ICPs will come between Clinical Commissioning Groups (CCGs) and many of the organizations that do the actual work of delivering health and social care services.

These contracts, if implemented, would add another purchaser/provider split to the NHS. Such splits and the associated procurement processes not only impose costs and delays in decision-making in the NHS: they are inherently detrimental to the collaborative working which joined-up care necessitates.

2. It is suggested more than once in the consultation document[1] that the Dudley model provides a template for other parts of the country. This ignores the fact that for Dudley right now this model is primarily centred on integrating primary care with other parts of the NHS system.[2] This is a remarkably limited application of the principle of joined-up care.

Moreover, the Strategy Unit that has evaluated the Dudley New Care Models Programme has warned that NHS England should be ‘very cautious in using the example of Dudley in considering replication’. Indeed, in a recent report the Unit has identified a risk that social care could be ‘lost’: ‘’Better integration with social care’ was one of the founding arguments for the Multi-Specialty Community Provider; yet uncertainty remains as to how/whether/when this might happen.‘[3] The consultation document ignores this warning.

3. In Cornwall, the chief officer of Kernow CCG participates on equal terms with the chief executives of Cornwall Council, the Royal Cornwall Hospital NHS Trust and the Cornwall Partnership Foundation Trust in the ‘Transformation Board’, which, although not a decision-taking body, is overseeing the development of joined-up health and social care plans for Cornwall and the Isles of Scilly.
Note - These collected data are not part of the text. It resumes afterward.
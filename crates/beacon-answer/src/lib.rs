//! # beacon-answer
//!
//! Composes a natural-language answer from ranked records.
//!
//! ```text
//! AnswerComposer
//! ├── PromptBuilder        system instruction + records' full text + question
//! ├── IGenerationProvider  complete() or stream() of Delta/Done/Failed events
//! │   └── ChatApiProvider  OpenAI-compatible chat completions, SSE decoding
//! ├── frame emission       chunk* then exactly one done | error
//! └── AnnotationDecoder    trailing RELEVANT_RECORDS list → record ids
//! ```

pub mod annotation;
pub mod composer;
pub mod prompt;
pub mod providers;

pub use annotation::{resolve_record_ids, AnnotationDecoder, DecodedAnnotation};
pub use composer::AnswerComposer;
pub use prompt::PromptBuilder;
pub use providers::{ChatApiProvider, SseDecoder};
This process has included co-production workshops across the county, in which not only professionals but lay people with experience of receiving services have taken part.[4]
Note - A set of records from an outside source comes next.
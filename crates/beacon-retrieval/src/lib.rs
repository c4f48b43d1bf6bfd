//! # beacon-retrieval
//!
//! Scores embedded records against a query vector.
//!
//! ```text
//! SimilarityRanker::rank
//! ├── cosine similarity per record (dimension mismatch is an error)
//! ├── keep score >= threshold, or every record when none pass
//! ├── stable sort, highest first
//! └── truncate to top_k
//! ```

pub mod ranker;
pub mod similarity;

pub use ranker::SimilarityRanker;
pub use similarity::{checked_cosine_similarity, cosine_similarity};
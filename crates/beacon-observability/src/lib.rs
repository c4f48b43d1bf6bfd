//! # beacon-observability
//!
//! Structured logging for the pipeline: subscriber installation with an
//! `EnvFilter` read from `BEACON_LOG`, span macros per operation, named
//! events, and a bounded in-memory log of answered questions.

pub mod question_log;
pub mod tracing_setup;

pub use question_log::{QuestionLog, QuestionLogEntry};
pub use tracing_setup::{init_tracing, init_tracing_with_filter, LOG_ENV};

#[doc(hidden)]
pub use tracing;
//! Question log: question text, phase reached, latency, result count and
//! whether the query embedding came from the cache.

use std::collections::VecDeque;
use std::time::Duration;

use beacon_core::config::defaults::DEFAULT_QUESTION_LOG_CAPACITY;
use beacon_core::models::QuestionPhase;
use serde::{Deserialize, Serialize};

#[derive(Debug, Clone, Serialize, Deserialize)]
pub struct QuestionLogEntry {
    pub run_id: String,
    pub question: String,
    /// Terminal phase: `Done`, or `Failed`.
    pub phase: QuestionPhase,
    /// Last phase entered before the terminal one.
    pub reached: QuestionPhase,
    pub latency: Duration,
    pub result_count: usize,
    pub cache_hit: bool,
    pub timestamp_epoch_ms: i64,
}

impl QuestionLogEntry {
    /// Create a new entry with the timestamp set to now.
    pub fn new(
        run_id: impl Into<String>,
        question: impl Into<String>,
        phase: QuestionPhase,
        reached: QuestionPhase,
        latency: Duration,
        result_count: usize,
        cache_hit: bool,
    ) -> Self {
        Self {
            run_id: run_id.into(),
            question: question.into(),
            phase,
            reached,
            latency,
            result_count,
            cache_hit,
            timestamp_epoch_ms: chrono::Utc::now().timestamp_millis(),
        }
    }

    pub fn succeeded(&self) -> bool {
        self.phase == QuestionPhase::Done
    }
}

/// Ring buffer of recent questions. The oldest entry is dropped once the
/// capacity is reached.
#[derive(Debug, Clone)]
pub struct QuestionLog {
    entries: VecDeque<QuestionLogEntry>,
    max_entries: usize,
}

impl QuestionLog {
    pub fn new() -> Self {
        Self::with_capacity(DEFAULT_QUESTION_LOG_CAPACITY)
    }

    pub fn with_capacity(max_entries: usize) -> Self {
        Self {
            entries: VecDeque::new(),
            max_entries: max_entries.max(1),
        }
    }

    pub fn record(&mut self, entry: QuestionLogEntry) {
        tracing::debug!(
            event = "question_logged",
            run_id = %entry.run_id,
            phase = %entry.phase,
            latency_ms = entry.latency.as_millis() as u64,
            result_count = entry.result_count,
            cache_hit = entry.cache_hit,
            "question logged"
        );

        self.entries.push_back(entry);
        while self.entries.len() > self.max_entries {
            self.entries.pop_front();
        }
    }

    /// Entries, oldest first.
    pub fn entries(&self) -> impl Iterator<Item = &QuestionLogEntry> {
        self.entries.iter()
    }

    pub fn count(&self) -> usize {
        self.entries.len()
    }

    pub fn capacity(&self) -> usize {
        self.max_entries
    }

    pub fn failure_count(&self) -> usize {
        self.entries.iter().filter(|e| !e.succeeded()).count()
    }

    /// Fraction of questions whose embedding was served from the cache.
    pub fn cache_hit_rate(&self) -> f64 {
        if self.entries.is_empty() {
            return 0.0;
        }
        let hits = self.entries.iter().filter(|e| e.cache_hit).count();
        hits as f64 / self.entries.len() as f64
    }

    pub fn avg_latency(&self) -> Duration {
        if self.entries.is_empty() {
            return Duration::ZERO;
        }
        let total: Duration = self.entries.iter().map(|e| e.latency).sum();
        total / self.entries.len() as u32
    }

    /// Latency at the given percentile (0.0 to 1.0).
    pub fn latency_percentile(&self, p: f64) -> Duration {
        if self.entries.is_empty() {
            return Duration::ZERO;
        }
        let mut latencies: Vec<Duration> = self.entries.iter().map(|e| e.latency).collect();
        latencies.sort();
        let last = latencies.len() - 1;
        let idx = ((p.clamp(0.0, 1.0) * last as f64).round() as usize).min(last);
        latencies[idx]
    }
}

impl Default for QuestionLog {
    fn default() -> Self {
        Self::new()
    }
}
Recently, a partnership bid to the Department of Health & Social Care for a Social Prescribing Scheme for Cornwall, led by a third-sector organization, Volunteer Cornwall, was successful. It brings an investment of £900,000 over the next 3 years, which will ‘enable healthcare professionals to refer patients to a link worker, to co-design a non-clinical social prescription to improve their health and wellbeing.’ So this promising project is coming into being to promote joined-up care without recourse to an ICP or a costly procurement process.[5,6,7]
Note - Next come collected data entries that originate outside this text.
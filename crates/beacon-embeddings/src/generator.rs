//! EmbeddingGenerator: batched, staggered vectorization of records.

use std::sync::Arc;
use std::time::{Duration, Instant};

use beacon_core::config::EmbeddingConfig;
use beacon_core::errors::{BeaconResult, EmbeddingError};
use beacon_core::models::Record;
use beacon_core::traits::IEmbeddingProvider;
use futures::future::join_all;
use tracing::{debug, info, warn};

use crate::text::embedding_text;

pub struct EmbeddingGenerator {
    provider: Arc<dyn IEmbeddingProvider>,
    batch_size: usize,
    stagger: Duration,
    batch_delay: Duration,
}

impl EmbeddingGenerator {
    pub fn new(provider: Arc<dyn IEmbeddingProvider>, config: &EmbeddingConfig) -> Self {
        Self::with_timing(
            provider,
            config.batch_size,
            Duration::from_millis(config.stagger_ms),
            Duration::from_millis(config.batch_delay_ms),
        )
    }

    /// Explicit batching parameters. A zero batch size is treated as one.
    pub fn with_timing(
        provider: Arc<dyn IEmbeddingProvider>,
        batch_size: usize,
        stagger: Duration,
        batch_delay: Duration,
    ) -> Self {
        Self {
            provider,
            batch_size: batch_size.max(1),
            stagger,
            batch_delay,
        }
    }

    pub fn provider_name(&self) -> &str {
        self.provider.name()
    }

    pub fn dimensions(&self) -> usize {
        self.provider.dimensions()
    }

    /// Embed one text. The vector must have the provider's declared dimension.
    pub async fn embed_text(&self, text: &str) -> BeaconResult<Vec<f32>> {
        if text.trim().is_empty() {
            return Err(EmbeddingError::EmptyText.into());
        }
        let vector = self.provider.embed(text).await?;
        let expected = self.provider.dimensions();
        if vector.len() != expected {
            return Err(EmbeddingError::DimensionMismatch {
                expected,
                actual: vector.len(),
            }
            .into());
        }
        Ok(vector)
    }

    /// Embed every record, in input order.
    ///
    /// Records are processed in batches of `batch_size`. Within a batch the
    /// calls run concurrently, the i-th one starting `stagger * i` after the
    /// first; batches are separated by `batch_delay`. A record whose call
    /// fails is logged and left out of the result.
    pub async fn embed_all(&self, records: &[Record]) -> Vec<(Record, Vec<f32>)> {
        let started = Instant::now();
        let mut embedded = Vec::with_capacity(records.len());
        let mut failed = 0usize;
        let batches = records.len().div_ceil(self.batch_size);

        for (batch_idx, batch) in records.chunks(self.batch_size).enumerate() {
            if batch_idx > 0 && !self.batch_delay.is_zero() {
                tokio::time::sleep(self.batch_delay).await;
            }

            let calls = batch.iter().enumerate().map(|(i, record)| {
                let delay = self.stagger * i as u32;
                async move {
                    if !delay.is_zero() {
                        tokio::time::sleep(delay).await;
                    }
                    let text = embedding_text(record);
                    (record, self.embed_text(&text).await)
                }
            });

            for (record, result) in join_all(calls).await {
                match result {
                    Ok(vector) => embedded.push((record.clone(), vector)),
                    Err(e) => {
                        failed += 1;
                        warn!(
                            record_id = %record.id,
                            provider = self.provider.name(),
                            error = %e,
                            "record embedding failed, omitted from index"
                        );
                    }
                }
            }
            debug!(batch = batch_idx + 1, batches, "embedding batch complete");
        }

        info!(
            requested = records.len(),
            embedded = embedded.len(),
            failed,
            provider = self.provider.name(),
            duration_ms = started.elapsed().as_millis() as u64,
            "embedding pass complete"
        );
        embedded
    }
}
4. Across the Tamar, in Devon, there have been two major developments recently. The two Devon CCGs have agreed that Devon Children and Families Alliance should be the preferred bidder for community health and wellbeing services across the county. The alliance comprises five Trusts and Livewell Southwest, a community interest company. The contract is worth £166m over seven years, with the potential to extend for three years. The alliance will take over from Virgin Care, the current provider.[8]

A second set of community health services, for children with special educational needs and disabilities in Plymouth, is expected to be awarded to Livewell Southwest, which will run the service in partnership with University Hospitals Plymouth Trust, Plymouth City Council, and charities Barnado’s and The Zone, and mental health support scheme Xenzone. That contract, also for seven years, is worth nearly £88m.[9]

Livewell Southwest is an independent, award winning social enterprise providing integrated health and social care services for people across Plymouth, South Hams and West Devon, as well as some specialist services for people living in other parts of Devon and in Cornwall too. It aims to care for people in new ways that are more efficient, with health and social care professionals who would have previously worked in individual teams now working together: joined-up care, in fact.[10]

It works with a wide range of community groups and professionals so support is responsive and provided within the local community. Its website says: ‘You will find our teams in community hospitals, GP practices, sports centres, health and wellbeing hubs, at community events and even at football matches.’[11]

In 2016 Livewell Southwest was inspected by the Care Quality Commission. It received a rating of ‘good’ overall. Its mental health inpatient unit and community learning disabilities team received a rating of ‘outstanding’. Evidently it is doing good work.

Conclusion
These examples show that at local level, charities, other voluntary bodies and community interest companies are perfectly capable of coming up with sound ideas and schemes for joined-up care. Ways need to be found of encouraging these and helping them to develop.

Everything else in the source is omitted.